Are you sure the Babyface's output volume is digitally controlled, meaning it's before the A/D conversion? I've always thought that on most interfaces the volume knob is after the A/D conversion. The Babyface manual doesn't answer this question.


----------



## fakemaxwell (Oct 19, 2021)

dijon said:


> Exactly my question. Is digitally controlled volume via the interface ok - or, as some say, do i need to maximize the digital output bits and use a controller?


The only reason to use a monitor controller is for when you need additional flexibility, like sending to 4 sets of monitors and you want to flip between them quickly. For a single set the Babyface is perfect.

"Maximizing the digital output bits" sounds like gobbledygook written by somebody who doesn't understand what they're talking about (I am assuming that person is not you haha).


----------



## davidson (Oct 19, 2021)

dijon said:


> I'm planning on upgrading my monitors to a single pair of Focal Solo6 be, which don't have volume controls. I'm wondering if it would be better to add a separate monitor controller or if it's ok to use the volume control on my audio interface (RME Babyface Pro).
> 
> With a monitor controller, I'm assuming I set the output on my interface to 0db and attenuate via the controller?
> 
> If the answer is to get a controller, perhaps some suggestions?

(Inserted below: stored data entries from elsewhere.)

use serde::Deserialize;
use std::future::Future;
use std::time::Duration;

/// Bounded exponential backoff
#[derive(Debug, Clone, Deserialize)]
#[serde(default)]
pub struct RetryPolicy {
    pub max_retries: u32,
    pub base_delay_ms: u64,
    pub max_delay_ms: u64,
}

impl Default for RetryPolicy {
    fn default() -> Self {
        Self {
            max_retries: 3,
            base_delay_ms: 100,
            max_delay_ms: 2000,
        }
    }
}

impl RetryPolicy {
    /// Delay before retry number `retry` (0-based): base * 2^retry, capped
    pub fn delay_for(&self, retry: u32) -> Duration {
        let factor = 1u64.checked_shl(retry).unwrap_or(u64::MAX);
        let delay = self.base_delay_ms.saturating_mul(factor).min(self.max_delay_ms);
        Duration::from_millis(delay)
    }
}

/// Run `operation` until it succeeds, fails permanently, or retries run out.
///
/// Only errors for which `is_transient` returns true are retried; at most
/// `max_retries + 1` attempts are made and the last error is returned.
pub async fn retry_with_backoff<T, E, F, Fut>(
    policy: &RetryPolicy,
    operation_name: &str,
    is_transient: impl Fn(&E) -> bool,
    mut operation: F,
) -> Result<T, E>
where
    F: FnMut() -> Fut,
    Fut: Future<Output = Result<T, E>>,
    E: std::fmt::Display,
{
    let mut retry = 0;

    loop {
        match operation().await {
            Ok(value) => {
                if retry > 0 {
                    tracing::info!("{} succeeded after {} retries", operation_name, retry);
                }
                return Ok(value);
            }
            Err(e) if is_transient(&e) && retry < policy.max_retries => {
                let delay = policy.delay_for(retry);
                tracing::warn!(
                    "{} failed (attempt {}/{}): {}. Retrying in {:?}",
                    operation_name,
                    retry + 1,
                    policy.max_retries + 1,
                    e,
                    delay
                );
                tokio::time::sleep(delay).await;
                retry += 1;
            }
            Err(e) => {
                if is_transient(&e) {
                    tracing::error!(
                        "{} failed after {} attempts: {}",
                        operation_name,
                        retry + 1,
                        e
                    );
                }
                return Err(e);
            }
        }
    }
}

#[cfg(test)]
mod tests {
    use super::*;
    use crate::error::StoreError;
    use std::sync::atomic::{AtomicU32, Ordering};

    fn fast_policy() -> RetryPolicy {
        RetryPolicy {
            max_retries: 3,
            base_delay_ms: 1,
            max_delay_ms: 5,
        }
    }

    #[test]
    fn test_delay_doubles_and_caps() {
        let policy = RetryPolicy::default();
        assert_eq!(policy.delay_for(0), Duration::from_millis(100));
        assert_eq!(policy.delay_for(1), Duration::from_millis(200));
        assert_eq!(policy.delay_for(2), Duration::from_millis(400));
        assert_eq!(policy.delay_for(5), Duration::from_millis(2000));
        assert_eq!(policy.delay_for(80), Duration::from_millis(2000));
    }

    #[tokio::test]
    async fn test_succeeds_after_two_transient_failures() {
        let calls = AtomicU32::new(0);

        let result = retry_with_backoff(&fast_policy(), "insert", StoreError::is_transient, || async {
            let n = calls.fetch_add(1, Ordering::SeqCst);
            if n < 2 {
                Err(StoreError::Connection("connection not open".into()))
            } else {
                Ok(n)
            }
        })
        .await;

        assert_eq!(tokio_test::assert_ok!(result), 2);
        assert_eq!(calls.load(Ordering::SeqCst), 3);
    }

    #[tokio::test]
    async fn test_gives_up_after_max_retries() {
        let calls = AtomicU32::new(0);

        let result: Result<(), StoreError> =
            retry_with_backoff(&fast_policy(), "insert", StoreError::is_transient, || async {
                calls.fetch_add(1, Ordering::SeqCst);
                Err(StoreError::Timeout("slow".into()))
            })
            .await;

        tokio_test::assert_err!(result);
        assert_eq!(calls.load(Ordering::SeqCst), 4);
    }

    #[tokio::test]
    async fn test_permanent_error_not_retried() {
        let calls = AtomicU32::new(0);

        let result: Result<(), StoreError> =
            retry_with_backoff(&fast_policy(), "insert", StoreError::is_transient, || async {
                calls.fetch_add(1, Ordering::SeqCst);
                Err(StoreError::OpenPositionExists("TOKEN".into()))
            })
            .await;

        assert_eq!(result, Err(StoreError::OpenPositionExists("TOKEN".into())));
        assert_eq!(calls.load(Ordering::SeqCst), 1);
    }
}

If you've never experienced a full on digital noise blast from your interface, consider yourself lucky. If or when it happens, you'll wish you were using an analogue monitor controller. I went for maybe 20 years running sound straight from an interface and then a few years ago I nearly damaged my monitors and hearing. Thank god I didn't have headphones on.

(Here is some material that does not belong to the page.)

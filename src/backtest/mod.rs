pub mod metrics;
pub mod runner;

pub use metrics::{BacktestMetrics, TradeRecord};
pub use runner::run_backtest;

A behringer monitor to usb (spl rip) is less than £100 and works perfectly. No need to go crazy, unless you need some kind of surround control type setup. The peace of mind it gives you is pretty much priceless.


----------



## AudioLoco (Oct 20, 2021)

fakemaxwell said:


> The only reason to use a monitor controller is for when you need additional flexibility, like sending to 4 sets of monitors and you want to flip between them quickly. For a single set the Babyface is perfect.
> 
> "Maximizing the digital output bits" sounds like gobbledygook written by somebody who doesn't understand what they're talking about (I am assuming that person is not you haha).


It's actually science, I'm sure you can find some useful info on the matter.

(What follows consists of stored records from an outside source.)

use super::{ExecutionOutcome, TradeExecutor, TradeRequest, Wallet};
use crate::error::ServiceError;
use crate::models::TradePerformanceRecord;
use async_trait::async_trait;
use std::collections::HashMap;
use tokio::sync::Mutex;
use uuid::Uuid;

#[derive(Debug, Default)]
struct PaperState {
    quote_balance: f64,
    holdings: HashMap<String, f64>,
}

/// Simulated account that fills every order at its expected price.
///
/// Acts as both executor and wallet so balances stay consistent with fills.
#[derive(Debug, Default)]
pub struct PaperAccount {
    state: Mutex<PaperState>,
    fee_pct: f64,
}

impl PaperAccount {
    pub fn new(quote_balance: f64) -> Self {
        Self {
            state: Mutex::new(PaperState {
                quote_balance,
                holdings: HashMap::new(),
            }),
            fee_pct: 0.0,
        }
    }

    /// Fee taken from each fill, as a fraction (0.003 = 0.3%)
    pub fn with_fee(mut self, fee_pct: f64) -> Self {
        self.fee_pct = fee_pct;
        self
    }

    /// Seed a token balance the engine doesn't know about
    pub async fn deposit_token(&self, token_address: &str, amount: f64) {
        let mut state = self.state.lock().await;
        *state.holdings.entry(token_address.to_string()).or_insert(0.0) += amount;
    }

    /// Rebuild holdings for positions opened by an earlier process.
    ///
    /// Each open record's tokens are credited and its entry cost is taken
    /// out of the quote balance, as if the buy had filled on this account.
    pub async fn restore_open_positions(&self, records: &[TradePerformanceRecord]) {
        let mut state = self.state.lock().await;
        let mut restored = 0;
        for record in records.iter().filter(|r| r.is_open()) {
            *state
                .holdings
                .entry(record.token_address.clone())
                .or_insert(0.0) += record.buy_amount;
            state.quote_balance = (state.quote_balance - record.buy_value_usd).max(0.0);
            restored += 1;
        }
        if restored > 0 {
            tracing::info!(
                "Paper account restored {} open positions, ${:.2} quote left",
                restored,
                state.quote_balance
            );
        }
    }
}

#[async_trait]
impl TradeExecutor for PaperAccount {
    async fn execute_trade(&self, request: &TradeRequest) -> Result<ExecutionOutcome, ServiceError> {
        if !(request.expected_price.is_finite() && request.expected_price > 0.0) {
            return Ok(ExecutionOutcome::failed("no valid price to fill at"));
        }
        if !(request.amount.is_finite() && request.amount > 0.0) {
            return Ok(ExecutionOutcome::failed("amount must be positive"));
        }

        let mut state = self.state.lock().await;
        let signature = format!("paper-{}", Uuid::new_v4());

        if request.is_sell {
            let held = state
                .holdings
                .get(&request.token_address)
                .copied()
                .unwrap_or(0.0);
            if held + f64::EPSILON < request.amount {
                return Ok(ExecutionOutcome::failed(format!(
                    "insufficient token balance: {} < {}",
                    held, request.amount
                )));
            }

            let proceeds = request.amount * request.expected_price * (1.0 - self.fee_pct);
            let remaining = (held - request.amount).max(0.0);
            if remaining > 0.0 {
                state.holdings.insert(request.token_address.clone(), remaining);
            } else {
                state.holdings.remove(&request.token_address);
            }
            state.quote_balance += proceeds;

            tracing::debug!("Paper sell {} {} -> ${:.2}", request.amount, request.token_address, proceeds);
            Ok(ExecutionOutcome::filled(signature, proceeds))
        } else {
            if state.quote_balance + f64::EPSILON < request.amount {
                return Ok(ExecutionOutcome::failed(format!(
                    "insufficient quote balance: {:.2} < {:.2}",
                    state.quote_balance, request.amount
                )));
            }

            let tokens = request.amount * (1.0 - self.fee_pct) / request.expected_price;
            state.quote_balance = (state.quote_balance - request.amount).max(0.0);
            *state
                .holdings
                .entry(request.token_address.clone())
                .or_insert(0.0) += tokens;

            tracing::debug!("Paper buy ${:.2} of {} -> {}", request.amount, request.token_address, tokens);
            Ok(ExecutionOutcome::filled(signature, tokens))
        }
    }
}

#[async_trait]
impl Wallet for PaperAccount {
    async fn quote_balance(&self) -> Result<f64, ServiceError> {
        Ok(self.state.lock().await.quote_balance)
    }

    async fn token_balance(&self, token_address: &str) -> Result<f64, ServiceError> {
        Ok(self
            .state
            .lock()
            .await
            .holdings
            .get(token_address)
            .copied()
            .unwrap_or(0.0))
    }
}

When it comes to top precision and accuracy of reproduction you need to attenuate in analog, not even one serious mastering engineer on the planet attenuates the signal to the monitors digitally.
It is always done in analog, through a controller/consolle.

(Although there are many software solutions that permits you to route audio to more sets of monitors like for example Cubase's Control Room, for critical listening you still want analog attenuation, a monitor controller is not just about routing)

For most applications, quality-wise, onboard digital volume control is just fine, although I find it much less handy and immediate.


----------



## fakemaxwell (Oct 20, 2021)

AudioLoco said:


> It's actually science, I'm sure you can find some useful info on the matter.


If you can direct me to the science that proves that RME, a well known industry standard in interface and conversion, doesn't know how to properly do D to A, I'm all ears.


----------



## AudioLoco (Oct 21, 2021)

fakemaxwell said:


> If you can direct me to the science that proves that RME, a well known industry standard in interface and conversion, doesn't know how to properly do D to A, I'm all ears.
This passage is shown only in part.